There's a good chance that my job will end in December due to funding issues. I've known this since late June and have been pretty fine with it -- I actually haven't been stressed at all about the potential job loss, and have been leaving that up to HP. (I really think I work my program best in all areas that are not dealing with an alcoholic love partner) Anyway, I've been sort of looking around at various jobs and have applied for a few that sounded good and do-able and have some interviews coming up. Because of my massive student loans, I need to work for a non-profit for the next 7 years. However, my dream job would be doing something with antiques or auctions. I was recently discussing this with someone while dog walking and said "if only there were a non-profit job in an antique store", knowing full well (bc I always know everything) that there was no such thing. I've also been wanting to purchase some kind of country home (with what money? I can't afford this in any way, it's a total dream) in a rural community about 30 minutes from my house
Well..... I saw a job posting yesterday for the manager of an antique store which is a non-profit that employs people with disabilities and it's in that town. What??? How perfect is that? So now, I am in the weird position of being both really excited about this opportunity and really scared of this opportunity. I applied for the job. But I'm scared of various vague things -- I'm using the al-anon tools of introspection to try to understand what's going on. This is something I really want for myself. Not for anyone else. Some of my fears are letting my current team down (if we don't all get laid off in December), taking a lower-status job, and generally making a big mistake. So I'm examining each one of these fears and seeing the character defects that are related to them (care-taking of others, unrealistic sense of responsibility for others, control freak, and caring more about what others think of me than what my HP and I think of me). If I got this job, it would really be all about me -- I'd be doing something I have said I've wanted to do for a long time. I'd be in a community that I've wanted to be part of. And I'd be chipping away at my blasted student loans. I would get what I want! And I'm scared!

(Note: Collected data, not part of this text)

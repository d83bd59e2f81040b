use crate::cli::output::Output;
use crate::config::{self, Settings};
use crate::errors::{Result, TrellisError};
use crate::git::{self, GitOps, GitRepository};
use crate::github;
use crate::stack::StackConfigStore;
use tracing::debug;

/// Initialize the repository for Trellis and create the first stack
pub fn run(source_branch: Option<String>, name: Option<String>, force: bool) -> Result<()> {
    let current_dir = std::env::current_dir()
        .map_err(|e| TrellisError::config(format!("Could not get current directory: {e}")))?;
    let repo_root = git::find_repository_root(&current_dir)?;

    if config::is_repo_initialized(&repo_root) && !force {
        return Err(TrellisError::config(
            "Repository is already initialized. Use --force to reconfigure.",
        ));
    }

    let repo = GitRepository::open(&repo_root)?;
    let mut settings = Settings::default();

    // Infer owner/repo from the remote so pull request lookups work out
    // of the box.
    let remote_key = format!("remote.{}.url", settings.git.remote);
    match repo.config_value(&remote_key)? {
        Some(remote_url) => match github::parse_remote_url(&remote_url) {
            Ok((owner, repo_name)) => {
                debug!("Detected GitHub repository {}/{}", owner, repo_name);
                settings.github.owner = owner;
                settings.github.repo = repo_name;
            }
            Err(e) => Output::warning(format!("Could not parse remote URL: {e}")),
        },
        None => Output::warning(format!(
            "No '{}' remote configured; pull request lookups disabled",
            settings.git.remote
        )),
    }

    let source_branch = match source_branch {
        Some(branch) => branch,
        None => repo.current_branch()?,
    };
    settings.git.default_source_branch = source_branch.clone();

    config::initialize_repo(&repo_root, &settings)?;

    let stack_name = name.unwrap_or_else(|| "default".to_string());
    let mut store = StackConfigStore::load(&repo_root)?;
    if store.get_by_name(&stack_name).is_none() {
        store.create_stack(stack_name.clone(), source_branch.clone())?;
        store.save()?;
    }

    Output::success(format!("Initialized Trellis in {}", repo_root.display()));
    Output::sub_item(format!("Stack: {stack_name}"));
    Output::sub_item(format!("Source branch: {source_branch}"));
    if settings.github.is_configured() {
        Output::sub_item(format!(
            "GitHub: {}/{}",
            settings.github.owner, settings.github.repo
        ));
    }
    Output::tip("Track branches with 'trellis track <branch> [--parent <branch>]'");

    Ok(())
}
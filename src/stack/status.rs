use crate::errors::Result;
use crate::git::branch_status::{Commit, GitBranchStatus, RemoteTrackingBranchStatus};
use crate::git::ops::GitOps;
use crate::github::types::{PullRequest, PullRequestProvider};
use crate::stack::config::{BranchNode, StackConfig};
use std::collections::HashMap;
use std::path::PathBuf;
use tracing::debug;

/// Why a branch does or does not take part in an update.
///
/// Computed once during tree construction; `is_active` and
/// `could_be_cleaned_up` are predicates over this tag, never re-derived
/// from scattered booleans.
#[derive(Debug, Clone, Copy, PartialEq, Eq)]
pub enum BranchActivity {
    /// Exists, tracked, remote branch present, pull request (if any) open
    Active,
    /// Tracked but the remote branch was deleted
    RemoteGone,
    /// The branch's pull request has been merged
    PullRequestMerged,
    /// Exists locally but has never been pushed
    NeverPushed,
    /// Declared in the stack but no local branch by that name
    Missing,
}

/// A branch's position relative to its effective parent
#[derive(Debug, Clone, PartialEq, Eq)]
pub struct ParentBranchStatus {
    pub name: String,
    pub ahead: usize,
    pub behind: usize,
}

/// Status of the shared source branch at the root of a stack
#[derive(Debug, Clone)]
pub struct SourceBranchDetail {
    pub name: String,
    pub exists: bool,
    pub tip: Option<Commit>,
    pub remote_tracking: Option<RemoteTrackingBranchStatus>,
    pub is_current: bool,
    pub worktree_path: Option<PathBuf>,
}

impl SourceBranchDetail {
    pub fn is_active(&self) -> bool {
        self.exists && self.remote_tracking.as_ref().is_some_and(|rt| rt.exists)
    }
}

/// Computed status of one stacked branch, including its subtree
#[derive(Debug, Clone)]
pub struct BranchDetail {
    pub name: String,
    pub exists: bool,
    pub tip: Option<Commit>,
    pub remote_tracking: Option<RemoteTrackingBranchStatus>,
    pub is_current: bool,
    pub worktree_path: Option<PathBuf>,
    pub activity: BranchActivity,
    pub pull_request: Option<PullRequest>,
    /// Position relative to the effective parent; `None` when the branch
    /// does not exist locally
    pub parent: Option<ParentBranchStatus>,
    /// Child branches in configuration order
    pub children: Vec<BranchDetail>,
}

impl BranchDetail {
    /// An active branch participates in updates; its changes are not yet
    /// incorporated upstream.
    pub fn is_active(&self) -> bool {
        self.activity == BranchActivity::Active
    }

    /// The branch's work has landed (remote deleted or pull request
    /// merged) and the local branch could be deleted.
    pub fn could_be_cleaned_up(&self) -> bool {
        matches!(
            self.activity,
            BranchActivity::RemoteGone | BranchActivity::PullRequestMerged
        )
    }
}

/// Immutable status snapshot of a whole stack.
///
/// Constructed fresh for every high-level command from the declared
/// configuration plus one batched raw-status query; any status-affecting
/// operation (merge, rebase, push) invalidates it.
#[derive(Debug, Clone)]
pub struct StackStatus {
    pub name: String,
    pub source_branch: SourceBranchDetail,
    /// Independent top-level branches off the source branch
    pub root_branches: Vec<BranchDetail>,
}

impl StackStatus {
    /// Root-to-leaf paths through the status tree, in document order
    pub fn branch_lines(&self) -> Vec<Vec<&BranchDetail>> {
        fn walk<'a>(
            branch: &'a BranchDetail,
            prefix: &mut Vec<&'a BranchDetail>,
            out: &mut Vec<Vec<&'a BranchDetail>>,
        ) {
            prefix.push(branch);
            if branch.children.is_empty() {
                out.push(prefix.clone());
            } else {
                for child in &branch.children {
                    walk(child, prefix, out);
                }
            }
            prefix.pop();
        }

        let mut lines = Vec::new();
        let mut prefix = Vec::new();
        for root in &self.root_branches {
            walk(root, &mut prefix, &mut lines);
        }
        lines
    }

    /// Every branch detail in the tree, preorder
    pub fn all_branches(&self) -> Vec<&BranchDetail> {
        fn walk<'a>(branch: &'a BranchDetail, out: &mut Vec<&'a BranchDetail>) {
            out.push(branch);
            for child in &branch.children {
                walk(child, out);
            }
        }
        let mut all = Vec::new();
        for root in &self.root_branches {
            walk(root, &mut all);
        }
        all
    }

    pub fn find_branch(&self, name: &str) -> Option<&BranchDetail> {
        self.all_branches().into_iter().find(|b| b.name == name)
    }
}

/// Build the status snapshot for a stack.
///
/// Issues one batched raw-status query covering the source branch and
/// every declared branch, plus (when `include_pull_requests` is set and a
/// provider is available) one pull-request lookup per declared branch —
/// branches missing locally included, since they can still have
/// historical pull requests.
pub async fn compute_status<P: PullRequestProvider>(
    git: &dyn GitOps,
    provider: Option<&P>,
    stack: &StackConfig,
    include_pull_requests: bool,
) -> Result<StackStatus> {
    let branch_names = stack.all_branch_names();

    let mut query = Vec::with_capacity(branch_names.len() + 1);
    query.push(stack.source_branch.clone());
    query.extend(branch_names.iter().cloned());
    let raw = git.branch_statuses(&query)?;

    let mut pull_requests = HashMap::new();
    if include_pull_requests {
        if let Some(provider) = provider {
            for name in &branch_names {
                if let Some(pr) = provider.get_pull_request(name).await? {
                    pull_requests.insert(name.clone(), pr);
                }
            }
        } else {
            debug!("Pull request status requested but no provider is configured");
        }
    }

    let source_branch = build_source(&stack.source_branch, raw.get(&stack.source_branch));

    let root_branches = stack
        .branches
        .iter()
        .map(|node| build_branch(git, node, &stack.source_branch, &raw, &pull_requests))
        .collect::<Result<Vec<_>>>()?;

    Ok(StackStatus {
        name: stack.name.clone(),
        source_branch,
        root_branches,
    })
}

fn build_source(name: &str, raw: Option<&GitBranchStatus>) -> SourceBranchDetail {
    match raw {
        Some(rs) => SourceBranchDetail {
            name: name.to_string(),
            exists: true,
            tip: Some(rs.tip.clone()),
            remote_tracking: rs.remote_tracking(),
            is_current: rs.is_current_branch,
            worktree_path: rs.worktree_path.clone(),
        },
        None => SourceBranchDetail {
            name: name.to_string(),
            exists: false,
            tip: None,
            remote_tracking: None,
            is_current: false,
            worktree_path: None,
        },
    }
}

fn build_branch(
    git: &dyn GitOps,
    node: &BranchNode,
    effective_parent: &str,
    raw: &HashMap<String, GitBranchStatus>,
    pull_requests: &HashMap<String, PullRequest>,
) -> Result<BranchDetail> {
    let pull_request = pull_requests.get(&node.name).cloned();

    let Some(rs) = raw.get(&node.name) else {
        // Not present locally: no parent relation to measure, and its
        // descendants keep measuring against the parent this branch
        // would have used.
        let children = node
            .children
            .iter()
            .map(|child| build_branch(git, child, effective_parent, raw, pull_requests))
            .collect::<Result<Vec<_>>>()?;

        return Ok(BranchDetail {
            name: node.name.clone(),
            exists: false,
            tip: None,
            remote_tracking: None,
            is_current: false,
            worktree_path: None,
            activity: BranchActivity::Missing,
            pull_request,
            parent: None,
            children,
        });
    };

    let remote_tracking = rs.remote_tracking();
    let activity = classify(rs, pull_request.as_ref());

    // Ahead/behind the effective parent is only meaningful for branches
    // whose remote tracking branch exists; everything else reads as (0, 0).
    let (ahead, behind) = if remote_tracking.as_ref().is_some_and(|rt| rt.exists) {
        git.compare_branches(&node.name, effective_parent)?
    } else {
        (0, 0)
    };

    // An inactive branch is transparent to its descendants: its changes
    // are presumed already incorporated upstream, so children keep the
    // parent this branch received.
    let next_parent = if activity == BranchActivity::Active {
        node.name.as_str()
    } else {
        effective_parent
    };

    let children = node
        .children
        .iter()
        .map(|child| build_branch(git, child, next_parent, raw, pull_requests))
        .collect::<Result<Vec<_>>>()?;

    Ok(BranchDetail {
        name: node.name.clone(),
        exists: true,
        tip: Some(rs.tip.clone()),
        remote_tracking,
        is_current: rs.is_current_branch,
        worktree_path: rs.worktree_path.clone(),
        activity,
        pull_request,
        parent: Some(ParentBranchStatus {
            name: effective_parent.to_string(),
            ahead,
            behind,
        }),
        children,
    })
}

fn classify(rs: &GitBranchStatus, pull_request: Option<&PullRequest>) -> BranchActivity {
    if rs.remote_tracking_branch_name.is_some() && !rs.remote_branch_exists {
        BranchActivity::RemoteGone
    } else if pull_request.is_some_and(|pr| pr.is_merged()) {
        BranchActivity::PullRequestMerged
    } else if rs.remote_tracking_branch_name.is_none() {
        BranchActivity::NeverPushed
    } else {
        BranchActivity::Active
    }
}
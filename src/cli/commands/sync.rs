use crate::cli::commands::CommandContext;
use crate::cli::output::Output;
use crate::errors::Result;
use crate::stack::sync;

/// Push stack branches that are new or ahead of their remote
pub async fn run_push(batch_size: Option<usize>, force_with_lease: bool) -> Result<()> {
    let ctx = CommandContext::load()?;
    let resolver = ctx.resolver()?;
    let status = ctx.compute_stack_status(&resolver, false).await?;

    let batch_size = batch_size.unwrap_or(ctx.settings.update.max_push_batch_size);
    sync::push(&resolver, &status, batch_size, force_with_lease)?;

    Output::success(format!("Stack '{}' pushed", status.name));
    Ok(())
}

/// Pull every stack branch that is behind its remote
pub async fn run_pull() -> Result<()> {
    let ctx = CommandContext::load()?;
    let resolver = ctx.resolver()?;
    let status = ctx.compute_stack_status(&resolver, false).await?;

    sync::pull(&resolver, &status)?;

    Output::success(format!("Stack '{}' is up to date with its remotes", status.name));
    Ok(())
}
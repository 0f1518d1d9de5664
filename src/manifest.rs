// src/manifest.rs
//! The archive manifest (`metadata.yaml`): an ordered, append-only record of
//! every snapshot the fetch pipeline has written and where it came from.
//!
//! ```yaml
//! last_updated: '2025-01-08T12:01:33-05:00'
//! files:
//! - filename: nhsn_2025-01-08.csv
//!   fetched_on: '2025-01-08T12:01:33-05:00'
//!   data_updated_at: '2025-01-08T15:21:01+0000'
//!   fetch_trigger: manual
//!   release: consolidated
//!   comments: null
//! ```
//!
//! Timestamps are stored exactly as they were produced or received; parsing
//! happens where a decision needs a date.

use std::path::Path;

use chrono::{DateTime, FixedOffset, NaiveDate};
use chrono_tz::Tz;
use serde::{Deserialize, Serialize};

use crate::core::dates::{local_date, parse_timestamp};
use crate::error::{Error, Result};
use crate::file::write_atomic;

#[derive(Clone, Debug, PartialEq, Eq, Serialize, Deserialize)]
pub struct ManifestEntry {
    pub filename: String,
    pub fetched_on: String,
    pub data_updated_at: String,
    pub fetch_trigger: String,
    pub release: String,
    #[serde(default)]
    pub comments: Option<String>,
}

impl ManifestEntry {
    pub fn as_of(&self) -> std::result::Result<DateTime<FixedOffset>, String> {
        parse_timestamp(&self.data_updated_at)
    }
}

#[derive(Clone, Debug, Default, PartialEq, Eq, Serialize, Deserialize)]
pub struct Manifest {
    #[serde(default)]
    pub last_updated: String,
    #[serde(default)]
    pub files: Vec<ManifestEntry>,
}

impl Manifest {
    pub fn empty(now: &DateTime<FixedOffset>) -> Self {
        Self { last_updated: now.to_rfc3339(), files: Vec::new() }
    }

    pub fn load(path: &Path) -> Result<Self> {
        let text = std::fs::read_to_string(path).map_err(|e| Error::ManifestLoad {
            path: path.to_path_buf(),
            reason: e.to_string(),
        })?;
        serde_yaml::from_str(&text).map_err(|e| Error::ManifestLoad {
            path: path.to_path_buf(),
            reason: e.to_string(),
        })
    }

    /// Like [`load`](Self::load), but a missing file becomes an empty manifest.
    /// Nothing is written here; the file appears on the first [`save`](Self::save).
    /// A present-but-corrupt file still fails.
    pub fn load_or_empty(path: &Path, now: &DateTime<FixedOffset>) -> Result<Self> {
        if path.exists() {
            return Self::load(path);
        }
        logw!("Manifest {} not found; starting an empty one", path.display());
        Ok(Self::empty(now))
    }

    /// Rewrites the whole file (temp file + rename).
    pub fn save(&self, path: &Path) -> Result<()> {
        let text = serde_yaml::to_string(self).map_err(|e| Error::ManifestWrite {
            path: path.to_path_buf(),
            reason: e.to_string(),
        })?;
        write_atomic(path, text).map_err(|e| Error::ManifestWrite {
            path: path.to_path_buf(),
            reason: e.to_string(),
        })
    }

    /// First entry whose as-of timestamp falls on `date` in `tz`.
    /// Entries with unparseable timestamps never match.
    pub fn find_as_of_date(&self, date: NaiveDate, tz: Tz) -> Option<&ManifestEntry> {
        self.files.iter().find(|e| {
            e.as_of().map(|ts| local_date(&ts, tz) == date).unwrap_or(false)
        })
    }

    pub fn push(&mut self, entry: ManifestEntry, now: &DateTime<FixedOffset>) {
        self.files.push(entry);
        self.last_updated = now.to_rfc3339();
    }
}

It's such an interesting position to be in and I'm soooo grateful to have these al-anon tools to examine my crazy mind. You never ever know what's coming next in life, do you? Well, I don't. I'm giving thanks to HP for this opportunity and hoping to have a chance to move forward in understanding myself.
Wow!!! I would say this is a story of HP truly giving you what you desire (working in an antique store) - what you deserve (getting to get rid of those student loans) - and living a life of peace (in a rural community with a country setting). I know you are going to get the job!!! The writing is on the wall!!! I'm very happy for you!!!! And remember remember your co-workers HP will take care of them just like your HP is obviously answering your prayers and taking care of you!!! This is AMAZING!!!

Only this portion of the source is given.